However, I still think the opportunities are immense, and that they far outweigh the challenges. My peers here and in other councils tell me, as I also hear from partners locally, that there is a real realisation across NHS, county councils, district councils, third sector and criminal justice sector we are all in this together.
In Hertfordshire we are already building a public health partnership with district councils, third sector, Healthwatch, NHS, police and crime commissioner, probation and university as core partners. I know I cannot deliver public health without them.
So where are we going?
Everyone seems to have slightly different starting points but public health teams and partners seem to be getting everything in order. The best partnerships take consideration of the following:
• The opportunity to apply and test thirty years of theory and evidence on health inequalities . Our current public health challenges are a complex manifold of structural, system, behavioural and environmental challenges. Everyone has a bit of the answer. One thing the new – if fiendishly complex – system seems to be doing is spurring people to relationships not structures as a way of building public health strategies and systems.
• Public health must be put at the heart of local leadership. This is a massive opportunity for elected politicians as well as officers. How well we do this is a test of our mettle and a sign of our success in local government.
• We need to get back to people-centred public health, where we build the new system around peoples' lives and experiences, and support people to do things for themselves and with each other. Community agencies come into their own here.
• The potential of the new system needs to be considered. The sheer scale of expertise and influence which Public Health England can lever at national level and the similar scale of local delivery which directors of public health and partners can make happen at local level bode well, if we each remember clearly what we are best at.
• A number of areas are getting to grips with how to layer public health interventions across populations (targeting young smokers as well as manual and routine workers, for example) and across time (short term interventions to get people into public health services, with longer term behavioural solutions to keep people resilient.) This can only be promising.

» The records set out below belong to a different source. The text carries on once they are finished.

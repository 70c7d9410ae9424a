use anyhow::{bail, Context, Result};
use tracing::debug;

use crate::graph::*;
use crate::renderer::components::*;
use crate::renderer::template::render_translation_unit;
use crate::renderer::traits::*;
use crate::renderer::types::TypeRenderer;
use crate::renderer::visibility::{is_member_publicly_accessible, VisibilityChecker};

/// Walks one module graph and collects the registrations of its exported
/// classes and structs. Constructed per module and consumed by `generate`.
pub struct CodeGenerator<'a> {
    graph: &'a ModuleGraph,
    types: TypeRenderer<'a>,
    visibility: VisibilityChecker<'a>,
    context: RenderContext,
    registrations: Vec<TypeRegistration>,
}

impl<'a> CodeGenerator<'a> {
    pub fn new(graph: &'a ModuleGraph, context: RenderContext) -> Self {
        Self {
            graph,
            types: TypeRenderer::new(graph),
            visibility: VisibilityChecker::new(graph),
            context,
            registrations: Vec::new(),
        }
    }

    /// Render the output for the whole module in the configured format.
    pub fn generate(mut self) -> Result<String> {
        if self.graph.unit.sort != UnitSort::Primary {
            bail!(
                "Only primary module interface units are supported, '{}' is a {:?} unit",
                self.graph.unit_name(),
                self.graph.unit.sort
            );
        }

        self.scan_global_scope()
            .with_context(|| format!("While scanning module '{}'", self.graph.unit_name()))?;

        debug!(
            module = self.graph.unit_name(),
            types = self.registrations.len(),
            "scanned module"
        );

        let code = self.render_registrations(&self.context.with_depth(0));
        match self.context.format {
            OutputFormat::Cpp => Ok(render_translation_unit(self.graph.unit_name(), &code)),
            OutputFormat::Registrations => Ok(code),
        }
    }

    pub fn registrations(&self) -> &[TypeRegistration] {
        &self.registrations
    }

    pub fn render_registrations(&self, context: &RenderContext) -> String {
        self.registrations
            .iter()
            .map(|registration| registration.render(context))
            .collect()
    }

    pub fn scan_global_scope(&mut self) -> Result<()> {
        let graph = self.graph;
        let members = graph.global_scope_members()?;
        self.scan_members(members)
    }

    fn scan_members(&mut self, members: &[DeclIndex]) -> Result<()> {
        for decl in members {
            if decl.sort == DeclSort::Scope {
                self.scan_scope(*decl)?;
            }
        }
        Ok(())
    }

    fn scan_scope(&mut self, decl: DeclIndex) -> Result<()> {
        let graph = self.graph;
        let scope = graph.scope(decl)?;
        match scope.kind {
            ScopeKind::Class | ScopeKind::Struct => {
                if let Some(registration) = self.render_type(decl)? {
                    self.registrations.push(registration);
                }
            }
            // TODO: register unions once the runtime can describe them
            ScopeKind::Union => {}
            ScopeKind::Namespace => {
                if let Some(members) = scope.members {
                    let members = graph.scope_members(members)?;
                    self.scan_members(members).with_context(|| {
                        format!("While scanning namespace {}", self.describe(decl))
                    })?;
                }
            }
        }
        Ok(())
    }

    fn describe(&self, decl: DeclIndex) -> String {
        self.types
            .qualified_name(decl)
            .unwrap_or_else(|_| decl.to_string())
    }

    /// Registration of a class or struct, `None` when it is not exported.
    pub fn render_type(&self, decl: DeclIndex) -> Result<Option<TypeRegistration>> {
        if !self.visibility.is_decl_exported(decl)? {
            return Ok(None);
        }

        let scope = self.graph.scope(decl)?;
        let type_name = self
            .types
            .qualified_name(decl)
            .with_context(|| format!("While rendering the name of {}", decl))?;

        let reflect_privates = self.context.show_private
            || self
                .visibility
                .reflects_private_members(decl)
                .with_context(|| format!("While rendering type '{}'", type_name))?;

        debug!(%type_name, reflect_privates, "rendering type");

        let (fields, methods) = self
            .render_members(&type_name, scope, reflect_privates)
            .with_context(|| format!("While rendering the members of '{}'", type_name))?;
        let bases = self
            .render_bases(scope)
            .with_context(|| format!("While rendering the bases of '{}'", type_name))?;

        Ok(Some(TypeRegistration {
            name: type_name,
            bases,
            fields,
            methods,
        }))
    }

    pub fn render_members(
        &self,
        type_name: &str,
        scope: &ScopeDecl,
        reflect_private_members: bool,
    ) -> Result<(Vec<FieldEntry>, Vec<MethodEntry>)> {
        let mut fields = Vec::new();
        let mut methods = Vec::new();

        let Some(members) = scope.members else {
            return Ok((fields, methods));
        };
        let default_access = AccessTag::default_for(scope.kind);

        for decl in self.graph.scope_members(members)? {
            match decl.sort {
                DeclSort::Field => {
                    let field = self.graph.field(*decl)?;
                    let name = self.graph.get_string(field.name)?;
                    if !is_member_publicly_accessible(field.access, reflect_private_members) {
                        continue;
                    }

                    let field_type = self
                        .types
                        .render_full_typename(field.ty)
                        .with_context(|| format!("While rendering the type of field '{}'", name))?;

                    fields.push(FieldEntry {
                        owner: type_name.to_string(),
                        field_type,
                        name: name.to_string(),
                        access: AccessTag::from_access(field.access, default_access),
                    });
                }
                DeclSort::Method => {
                    let method = self.graph.method(*decl)?;
                    let name = self.types.user_type_name(method.name)?;
                    if !is_member_publicly_accessible(method.access, reflect_private_members) {
                        continue;
                    }

                    let entry = self
                        .render_method(type_name, &name, method, default_access)
                        .with_context(|| format!("While rendering method '{}'", name))?;
                    methods.push(entry);
                }
                _ => {}
            }
        }

        Ok((fields, methods))
    }

    fn render_method(
        &self,
        type_name: &str,
        name: &str,
        method: &MethodDecl,
        default_access: AccessTag,
    ) -> Result<MethodEntry> {
        if method.ty.sort != TypeSort::Method {
            bail!("Expected a method type but got {}", method.ty);
        }
        let signature = self.graph.method_type(method.ty)?;

        Ok(MethodEntry {
            owner: type_name.to_string(),
            name: name.to_string(),
            return_type: self
                .types
                .render_full_typename(signature.target)
                .context("While rendering the return type")?,
            parameter_types: self.types.render_parameters(signature)?,
            access: AccessTag::from_access(method.access, default_access),
        })
    }

    pub fn render_bases(&self, scope: &ScopeDecl) -> Result<Vec<BaseEntry>> {
        let default_access = AccessTag::default_for(scope.kind);

        let Some(base) = scope.base else {
            return Ok(Vec::new());
        };

        match base.sort {
            TypeSort::Base => Ok(vec![self.render_base(base, default_access)?]),
            TypeSort::Tuple => {
                let tuple = self.graph.tuple_type(base)?;
                tuple
                    .elements
                    .iter()
                    .map(|element| match element.sort {
                        TypeSort::Base => self.render_base(*element, default_access),
                        other => bail!("Unexpected {:?} type in a list of base classes", other),
                    })
                    .collect()
            }
            other => bail!("Unexpected base class type sort {:?}", other),
        }
    }

    fn render_base(&self, base: TypeIndex, default_access: AccessTag) -> Result<BaseEntry> {
        let base_type = self.graph.base_type(base)?;
        Ok(BaseEntry {
            base_type: self
                .types
                .render_full_typename(base_type.ty)
                .with_context(|| format!("While rendering base class {}", base))?,
            access: AccessTag::from_access(base_type.access, default_access),
        })
    }
}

• Networks are springing up. Counties are talking to each other about making public health work in two-tier areas. Districts are talking about their contribution. Public health teams are benchmarking themselves against each other on topics like school nurses and excess deaths. It might be informal, but it's happening.
All of this requires an enduring vision, and an ability to see beyond two years. But all of it is a sign that public health is alive, broadening its influence and alliances and recruiting new advocates.
You may find this naïve, annoyingly up-beat, hopelessly idealistic or perhaps grimly determined in the face of reality. And perhaps all that is true. But if you find a better way, I'd love to hear it.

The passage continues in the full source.